Osteoporosis Screening

This work is based on the FRAX tool.

Risk factors in osteoporosis & related fractures include:

Female risk factors (low oestrogen)

  • Early menopause <45 yoa.

  • Hysterectomy <45 yoa.

  • Absent periods >6months from increased exercise or extreme dieting.

Male risk factors (low testosterone)

  • Steroids.

  • Alcohol misuse.

  • Hypogonadism.

 Hormone related disorders (undiagnosed)

  • Hyperthyroid.

  • Adrenal glands (increase glucocorticoids) e.g. Cushing’s syndrome.

  • Decrease Oestrogen & Testosterone.

  • Pituitary gland disorders e.g. Hypopituitarism.

  • Overactive parathyroid glands.

  • Type one diabetes.

Other risk factors

  • Sex: female > male.

  • Age: old > young. Bone loss starts between 20 & 40 but increases in later life.

  • Previous fracture: Previous fracture either spontaneously or from a trauma, which, in a healthy individual, would not normally result in a fracture then there’s a greater risk of it happening again.

  • Alcohol: No safe level of alcohol consumption but exceeding 14 units a week, 3+ units a day increases likelihood of developing osteoporosis.

  • Smoking.

  • Steroids (glucocorticoids). Daily dose of 5+mg prednisolone for more than 3 months.

  • Family history of osteoporosis.

  • Parental history of hip fracture.

  • BMI < 19.

  • History of eating disorders e.g Anorexia or Bulimia.

  • Rheumatoid Arthritis.

  • Malabsorption problems e.g. Coeliacs Disease or Crohn’s.

  • Some breast & prostate cancer medications.

  • Long term bed rest or inactivity (reduced chance with increased activity).

  • Chronic Liver Disease.

  • Local bone pathologies e.g. Osteogenesis Imperfecta.
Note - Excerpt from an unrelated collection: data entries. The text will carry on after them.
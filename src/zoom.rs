// Zoom/pan: owns the transform, clamps it, rate-limits changes and turns accepted ones
// into a new time scale range.

use crate::config::ZoomConfig;
use crate::models::{Layout, Point, Transform};
use crate::throttle::Throttle;
use std::time::{Duration, Instant};

/// Wheel delta to scale exponent: `k' = k * 2^(-delta_y * WHEEL_FACTOR)`.
const WHEEL_FACTOR: f64 = 0.002;

#[derive(Debug, Clone, Copy, PartialEq)]
pub enum ZoomInput {
    Wheel { at: Point, delta_y: f64 },
    Pan { dx: f64, dy: f64 },
    ScaleTo { k: f64, anchor: Point },
}

/// Axis-aligned box `[min, max]`.
#[derive(Debug, Clone, Copy, PartialEq)]
pub struct Extent {
    pub min: Point,
    pub max: Point,
}

/// Rounds to 6 decimals so repeated incremental transforms do not accumulate float noise.
pub fn round6(v: f64) -> f64 {
    (v * 1e6).round() / 1e6
}

pub struct ZoomController {
    transform: Transform,
    scale_extent: (f64, f64),
    /// Viewport extent; also the translate extent, so the data can never be panned away.
    extent: Extent,
    drawable_width: f64,
    throttle: Throttle<Transform>,
    was_zoomed: bool,
}

impl ZoomController {
    pub fn new(config: &ZoomConfig, layout: &Layout, cooldown: Duration) -> Self {
        let m = &layout.margins;
        Self {
            transform: Transform::IDENTITY,
            scale_extent: (config.min_scale, config.max_scale),
            extent: Extent {
                min: Point::new(0.0, m.top),
                max: Point::new(layout.drawable_width(), layout.height - m.top),
            },
            drawable_width: layout.drawable_width(),
            throttle: Throttle::new(cooldown),
            was_zoomed: false,
        }
    }

    pub fn transform(&self) -> Transform {
        self.transform
    }

    pub fn extent(&self) -> Extent {
        self.extent
    }

    fn clamp_scale(&self, k: f64) -> f64 {
        k.clamp(self.scale_extent.0, self.scale_extent.1)
    }

    /// Shift `t` so the viewport extent stays inside the translate extent.
    pub fn constrain(&self, t: Transform) -> Transform {
        let e = self.extent;
        let dx0 = t.invert_x(e.min.x) - e.min.x;
        let dx1 = t.invert_x(e.max.x) - e.max.x;
        let dy0 = t.invert_y(e.min.y) - e.min.y;
        let dy1 = t.invert_y(e.max.y) - e.max.y;
        t.translate(shift(dx0, dx1), shift(dy0, dy1))
    }

    /// Transform `input` leads to from the current state, clamped.
    pub fn target(&self, input: ZoomInput) -> Transform {
        let t = self.transform;
        let next = match input {
            ZoomInput::Wheel { at, delta_y } => {
                self.scale_about(t, t.k * 2f64.powf(-delta_y * WHEEL_FACTOR), at)
            }
            ZoomInput::Pan { dx, dy } => Transform::new(t.k, t.x + dx, t.y + dy),
            ZoomInput::ScaleTo { k, anchor } => self.scale_about(t, k, anchor),
        };
        self.constrain(next)
    }

    /// Rescale keeping the content under `anchor` fixed on screen.
    fn scale_about(&self, t: Transform, k: f64, anchor: Point) -> Transform {
        let k = self.clamp_scale(k);
        let p = t.invert(anchor);
        Transform::new(k, anchor.x - p.x * k, anchor.y - p.y * k)
    }

    /// Apply an input. The new transform is held immediately; the returned value (if any)
    /// is what should be rendered now, otherwise `poll` releases it after the cooldown.
    pub fn input(&mut self, now: Instant, input: ZoomInput) -> Option<Transform> {
        self.transform = self.target(input);
        self.throttle.schedule(now, self.transform)
    }

    pub fn poll(&mut self, now: Instant) -> Option<Transform> {
        self.throttle.poll(now)
    }

    pub fn next_deadline(&self) -> Option<Instant> {
        self.throttle.deadline()
    }

    /// Set the transform without rate limiting (initial zoom).
    pub fn set_transform(&mut self, t: Transform) -> Transform {
        self.transform = self.constrain(Transform::new(self.clamp_scale(t.k), t.x, t.y));
        self.transform
    }

    /// Decide whether `t` needs a re-render; if so return the new time scale range.
    /// Identity after identity is skipped so a gesture ending at rest does not flood renders.
    pub fn accept(&mut self, t: Transform) -> Option<(f64, f64)> {
        if t.is_identity() {
            if !self.was_zoomed {
                return None;
            }
            self.was_zoomed = false;
        } else {
            self.was_zoomed = true;
        }
        Some((round6(t.apply_x(0.0)), round6(t.apply_x(self.drawable_width))))
    }
}

fn shift(d0: f64, d1: f64) -> f64 {
    if d1 > d0 {
        (d0 + d1) / 2.0
    } else {
        let toward_min = d0.min(0.0);
        if toward_min != 0.0 {
            toward_min
        } else {
            d1.max(0.0)
        }
    }
}
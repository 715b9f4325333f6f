// Cursor inspection: pointer x -> nearest sample -> crosshair, label and marker dot.

use crate::config::CursorConfig;
use crate::models::{ChartData, Layout, Metric, Point};
use crate::scale::{LinearScale, TimeScale, ticks::format_number};
use crate::surface::{CursorElement, Line, VectorSurface};
use crate::throttle::Throttle;
use std::time::{Duration, Instant};

/// A flattened snapshot reference.
#[derive(Debug, Clone, Copy, PartialEq)]
pub struct Sample {
    pub lifespan: usize,
    pub snapshot: usize,
    pub end_ms: f64,
    pub value: f64,
}

/// Every snapshot of every lifespan, in input order.
///
/// The history is expected to be globally sorted by `end` across lifespans; this is
/// not re-checked per lookup.
#[derive(Debug, Clone, Default)]
pub struct SampleIndex {
    samples: Vec<Sample>,
}

impl SampleIndex {
    pub fn build(data: &ChartData, metric: Metric) -> Self {
        let samples = data
            .lifespans
            .iter()
            .enumerate()
            .flat_map(|(li, lifespan)| {
                lifespan.log.iter().enumerate().map(move |(si, snap)| Sample {
                    lifespan: li,
                    snapshot: si,
                    end_ms: snap.end_ms(),
                    value: snap.metric(metric),
                })
            })
            .collect();
        Self { samples }
    }

    pub fn len(&self) -> usize {
        self.samples.len()
    }

    pub fn is_empty(&self) -> bool {
        self.samples.is_empty()
    }

    pub fn get(&self, index: usize) -> Option<&Sample> {
        self.samples.get(index)
    }

    /// Index of the sample whose `end` is closest to `ms`. On an exact tie between two
    /// neighbours the later one wins.
    pub fn nearest(&self, ms: f64) -> Option<usize> {
        if self.samples.is_empty() || ms.is_nan() {
            return None;
        }
        let hi = self.samples.len() - 1;
        let i = self.samples[..hi].partition_point(|s| s.end_ms < ms);
        if i > 0 && ms - self.samples[i - 1].end_ms < self.samples[i].end_ms - ms {
            Some(i - 1)
        } else {
            Some(i)
        }
    }

    /// Nearest sample, unless it is more than `max_gap_ms` away.
    pub fn resolve(&self, ms: f64, max_gap_ms: f64) -> Option<&Sample> {
        let sample = self.get(self.nearest(ms)?)?;
        ((sample.end_ms - ms).abs() <= max_gap_ms).then_some(sample)
    }
}

#[derive(Debug, Clone, PartialEq)]
pub enum CursorState {
    Idle,
    Active { sample: Sample, at: Point },
}

pub struct CursorTracker {
    index: SampleIndex,
    max_gap_ms: f64,
    leave_delay: Duration,
    drawable_width: f64,
    drawable_height: f64,
    state: CursorState,
    throttle: Throttle<Point>,
    hide_at: Option<Instant>,
}

impl CursorTracker {
    pub fn new(
        index: SampleIndex,
        config: &CursorConfig,
        layout: &Layout,
        cooldown: Duration,
    ) -> Self {
        Self {
            index,
            max_gap_ms: (config.max_gap_secs * 1000) as f64,
            leave_delay: Duration::from_millis(config.leave_delay_ms),
            drawable_width: layout.drawable_width(),
            drawable_height: layout.drawable_height(),
            state: CursorState::Idle,
            throttle: Throttle::new(cooldown),
            hide_at: None,
        }
    }

    pub fn state(&self) -> &CursorState {
        &self.state
    }

    pub fn index(&self) -> &SampleIndex {
        &self.index
    }

    /// Rate-limited pointer move. Returns whether the overlay was redrawn now.
    pub fn pointer_moved<V: VectorSurface>(
        &mut self,
        now: Instant,
        pointer: Point,
        surface: &mut V,
        time: &TimeScale,
        metric: &LinearScale,
    ) -> bool {
        self.hide_at = None;
        match self.throttle.schedule(now, pointer) {
            Some(pointer) => {
                self.redraw(pointer, surface, time, metric);
                true
            }
            None => false,
        }
    }

    /// Pointer left the chart: hide after the leave delay.
    pub fn pointer_left(&mut self, now: Instant) {
        self.hide_at = Some(now + self.leave_delay);
    }

    /// Fire whatever came due by `now`. Returns whether the overlay changed.
    pub fn poll<V: VectorSurface>(
        &mut self,
        now: Instant,
        surface: &mut V,
        time: &TimeScale,
        metric: &LinearScale,
    ) -> bool {
        let mut changed = false;
        if let Some(pointer) = self.throttle.poll(now) {
            self.redraw(pointer, surface, time, metric);
            changed = true;
        }
        if self.hide_at.is_some_and(|at| now >= at) {
            self.hide_at = None;
            self.reset(surface);
            changed = true;
        }
        changed
    }

    pub fn next_deadline(&self) -> Option<Instant> {
        match (self.throttle.deadline(), self.hide_at) {
            (Some(a), Some(b)) => Some(a.min(b)),
            (a, b) => a.or(b),
        }
    }

    /// Back to idle: everything moved off-canvas.
    pub fn reset<V: VectorSurface>(&mut self, surface: &mut V) {
        self.state = CursorState::Idle;
        surface.update_cursor(&CursorElement::hidden());
    }

    fn redraw<V: VectorSurface>(
        &mut self,
        pointer: Point,
        surface: &mut V,
        time: &TimeScale,
        metric: &LinearScale,
    ) {
        let Some(sample) = self
            .index
            .resolve(time.to_value(pointer.x), self.max_gap_ms)
            .copied()
        else {
            self.reset(surface);
            return;
        };
        let at = Point::new(time.to_pixel(sample.end_ms), metric.to_pixel(sample.value));
        if !at.is_finite() {
            self.reset(surface);
            return;
        }
        surface.update_cursor(&self.overlay(at, sample.value));
        self.state = CursorState::Active { sample, at };
    }

    fn overlay(&self, at: Point, value: f64) -> CursorElement {
        // keep the label inside the plot: below the point in the upper half, above it otherwise
        let label_y = if at.y < self.drawable_height / 2.0 {
            at.y + 20.0
        } else {
            at.y - 10.0
        };
        CursorElement {
            vertical: Line {
                from: Point::new(at.x, 0.0),
                to: Point::new(at.x, self.drawable_height),
            },
            horizontal: Line {
                from: Point::new(0.0, at.y),
                to: Point::new(self.drawable_width, at.y),
            },
            label_at: Point::new(5.0, label_y),
            label: format_number(value),
            dot: at,
        }
    }
}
Axial Spondyloarthritis (AxSpa) Screening

This work is based on the SPADE tool. The text is adapted from Zoe Clark, Osteopath.

  • Did your back pain & stiffness start before the age of 45?

  • Did your pain & stiffness develop gradually, with symptoms persisting at least three months?

  • Does your pain & stiffness tend to ease with physical activity & exercise?

  • Do you find there is no improvement in your back pain when you rest?

  • Do you suffer from increased back pain & discomfort when immobile during sleep, & start to feel better once up & moving?

  • Does the pain improve with NSAIDs?

  • Do you experience fatigue?

  • Do you have/have you had heel pain (enthesitis)?

  • Do you have peripheral arthritis/other joint pains or swellings? Do you have/have you had dactylitis?

  • Do you have a history of iritis/uveitis?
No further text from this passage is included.